Counter, UpDownCounter, and Gauge instruments compared #156

jmacd · 2021-05-15T08:15:05Z

This is written in support of open-telemetry/opentelemetry-specification#1297.

ltyson

A few overall comments:

the introduction feels too long and doesn't really make it clear what the problem is -- I think that's the weakest part right now
I would suggest adding concrete examples of real-world metrics for each of the instrument types, to help example-based-learners (like me) to understand more easily

ltyson · 2021-05-17T23:41:04Z

text/metrics/0156-counter-gauge-model.md

+
+## Background
+
+OpenTelemetry has a founding principal that the interface (API) should


tiny nit: 'principal' => 'principle'

ltyson · 2021-05-18T00:13:17Z

text/metrics/0156-counter-gauge-model.md

+used with Counter and UpDownCounter instruments, there is an assumed
+relationship between the aggregation temporality and the choice of
+synchronous or asynchronous API.  Inputs to synchronous
+(UpDown)Counter instruments are the changes of a Sum aggregation


thought: I find the phrase changes of a Sum aggregation difficult to mentally parse. What about adding the word incremental to more explicitly distinguish it from the behavior of an asynchronous counter, e.g.

Inputs to synchronous (UpDown)Counter instruments are the incremental changes to a Sum aggregation (i.e., deltas)

+1.

I would suggest that we avoid "incremental" since it might suggest monotonicity (or we will have to put something like "incremental/decremental").
My suggestion would be "Inputs to synchronous (UpDown)Counter instruments are the deltas, while inputs to asynchronous instruments are always the absolute value (e.g. the total sum)."

ltyson · 2021-05-18T01:57:05Z

text/metrics/0156-counter-gauge-model.md

+synchronous or asynchronous API.  Inputs to synchronous
+(UpDown)Counter instruments are the changes of a Sum aggregation
+(i.e., deltas).  Inputs to asynchronous (UpDown)Counter instruments
+are the totals of a Sum aggregation (i.e., cumulatives).


It might be useful to explain (or link to an explanation of) why synchronous Counters are assumed to be deltas vs why async Counters are assumed to be cumulative, to help the reader follow the reasoning of why those things are true (or common).

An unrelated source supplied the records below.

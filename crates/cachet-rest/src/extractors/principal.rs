//! Principal extractor.

use axum::{async_trait, extract::FromRequestParts, http::request::Parts};
use cachet_core::Principal;

/// The principal attached by the identity middleware.
///
/// Anonymous when no identity was established; never rejects.
#[derive(Debug, Clone)]
pub struct CurrentPrincipal(pub Principal);

impl std::ops::Deref for CurrentPrincipal {
    type Target = Principal;

    fn deref(&self) -> &Self::Target {
        &self.0
    }
}

#[async_trait]
impl<S> FromRequestParts<S> for CurrentPrincipal
where
    S: Send + Sync,
{
    type Rejection = std::convert::Infallible;

    async fn from_request_parts(parts: &mut Parts, _state: &S) -> Result<Self, Self::Rejection> {
        let principal = parts.extensions.get::<Principal>().cloned().unwrap_or_default();
        Ok(CurrentPrincipal(principal))
    }
}
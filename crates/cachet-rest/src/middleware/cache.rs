//! Per-route response caching layer.

use crate::{
    extractors::request_context,
    responses::{from_normalized, into_normalized, AppError},
};
use axum::{
    body::Body,
    extract::State,
    http::{HeaderName, HeaderValue, Request},
    middleware::{self, Next},
    response::{IntoResponse, Response},
    routing::MethodRouter,
};
use cachet_config::CacheConfig;
use cachet_core::CachetError;
use cachet_service::{
    CacheGateway, CacheOptions, CacheStatus, CacheWrapper, HandlerIdentity, KeyBuilder,
};
use std::sync::Arc;
use tracing::debug;

/// Response header reporting how the cache served a request.
pub const X_CACHE: &str = "x-cache";

/// Factory for caching layers sharing one store and one configuration.
#[derive(Clone)]
pub struct ResponseCache {
    gateway: Arc<dyn CacheGateway>,
    keys: KeyBuilder,
    config: CacheConfig,
    body_limit: usize,
}

impl ResponseCache {
    /// Creates a factory. `body_limit` caps how large a response may be buffered.
    #[must_use]
    pub fn new(gateway: Arc<dyn CacheGateway>, config: &CacheConfig, body_limit: usize) -> Self {
        Self {
            gateway,
            keys: KeyBuilder::from_config(config),
            config: config.clone(),
            body_limit,
        }
    }

    /// Options seeded from configuration.
    #[must_use]
    pub fn options(&self) -> CacheOptions {
        CacheOptions::from_config(&self.config)
    }

    /// Builds a wrapper for one handler.
    #[must_use]
    pub fn wrapper(&self, identity: HandlerIdentity, options: CacheOptions) -> CacheWrapper {
        CacheWrapper::new(identity, options, self.keys.clone(), self.gateway.clone())
    }

    /// Wraps every method currently on `route` with response caching.
    ///
    /// Returns `route` untouched when caching is disabled in configuration.
    pub fn wrap<S>(
        &self,
        route: MethodRouter<S>,
        identity: HandlerIdentity,
        options: CacheOptions,
    ) -> MethodRouter<S>
    where
        S: Clone + Send + Sync + 'static,
    {
        if !self.config.enabled {
            return route;
        }

        let state = CacheLayerState {
            wrapper: self.wrapper(identity, options),
            body_limit: self.body_limit,
        };
        route.layer(middleware::from_fn_with_state(state, cache_middleware))
    }
}

/// State of one caching layer.
#[derive(Clone)]
pub struct CacheLayerState {
    pub wrapper: CacheWrapper,
    pub body_limit: usize,
}

enum Flow {
    Failed(CachetError),
    Passthrough(Response),
}

impl From<CachetError> for Flow {
    fn from(err: CachetError) -> Self {
        Self::Failed(err)
    }
}

/// Serves a stored response, or runs the route and stores what it returns.
///
/// Sets [`X_CACHE`] to `HIT`, `MISS` or `BYPASS`.
pub async fn cache_middleware(
    State(state): State<CacheLayerState>,
    request: Request<Body>,
    next: Next,
) -> Response {
    let (mut parts, body) = request.into_parts();
    let context = request_context(&mut parts).await;
    let request = Request::from_parts(parts, body);
    let body_limit = state.body_limit;

    let outcome = state
        .wrapper
        .call(&context, move || async move {
            let response = next.run(request).await;
            into_normalized(response, body_limit)
                .await
                .map_err(Flow::Passthrough)
        })
        .await;

    let (mut response, status) = match outcome {
        Ok(outcome) => (from_normalized(outcome.result), outcome.status),
        Err(Flow::Passthrough(response)) => (response, CacheStatus::Bypass),
        Err(Flow::Failed(err)) => {
            debug!(error = %err, handler = %state.wrapper.identity(), "Cache key could not be built");
            return AppError::server(err).into_response();
        }
    };

    response
        .headers_mut()
        .insert(HeaderName::from_static(X_CACHE), HeaderValue::from_static(status.as_str()));
    response
}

ltyson · 2021-05-18T02:00:29Z

text/metrics/0156-counter-gauge-model.md

+Sum points imply a linear scale of measurement.  A Sum value that is
+twice the amount of another actually means twice as much of the
+variable was counted.  Linear interpolation is considered to preserve
+meaning.


You might consider adding a concrete example of a real life metric to help the reader follow the precise but very technical description above (maybe even a diagram, if it lends itself to that). There are some examples I've seen in other places that you could probably just steal, e.g. https://lightstep.com/blog/opentelemetry-101-what-are-metrics/

I'm thinking that would help people like me who learn more readily through examples. Same below with Gauge events.

ltyson · 2021-05-18T02:13:37Z

text/metrics/0156-counter-gauge-model.md

+
+## New measurements: Counter and UpDownCounter instruments
+
+Sum points have been defined to have linear scale of measurement,


I had some trouble deciphering the phrase "linear scale of measurement". I understand the concept, after reading the rest of the paragraph, but I wonder if there's a different way to say this, maybe by adding an explanatory aside, something like this (although it probably doesn't use the right terminology)

"Sum points have been defined to have linear scale of measurement, meaning the same Sum point value could be obtained through many different combinations of metric event values. This property can also be applied in reverse, meaning that Sum points can be subdivided."

ltyson · 2021-05-18T02:18:13Z

text/metrics/0156-counter-gauge-model.md

+instrumentation library with or without subdivided Sums and to
+meaningfully aggregate data with a mixture of attributes.
+
+## New measurements: Gauge instruments


Nice! This section is super clear and easy to understand.

nit: "New measurements" => "Adding new measurements" for clarity? Same below.

ltyson · 2021-05-18T02:22:17Z

text/metrics/0156-counter-gauge-model.md

+The OpenTelemetry Metrics API introduces a new kind of instrument, the
+UpDownCounter, that behaves like a Counter, meaning that attributes
+subdivide the variable being counted, but their primary interpretation
+is like that of a Gauge.


At this point I'm thinking, "ok, that's nice, but why should I care?"

I would suggest starting this doc at the very top by briefly illustrating the problem that exists when you only have Counter and Gauge instruments, to help the reader see that things aren't fine the way they are, and motivate them to understand the problem and care about this solution.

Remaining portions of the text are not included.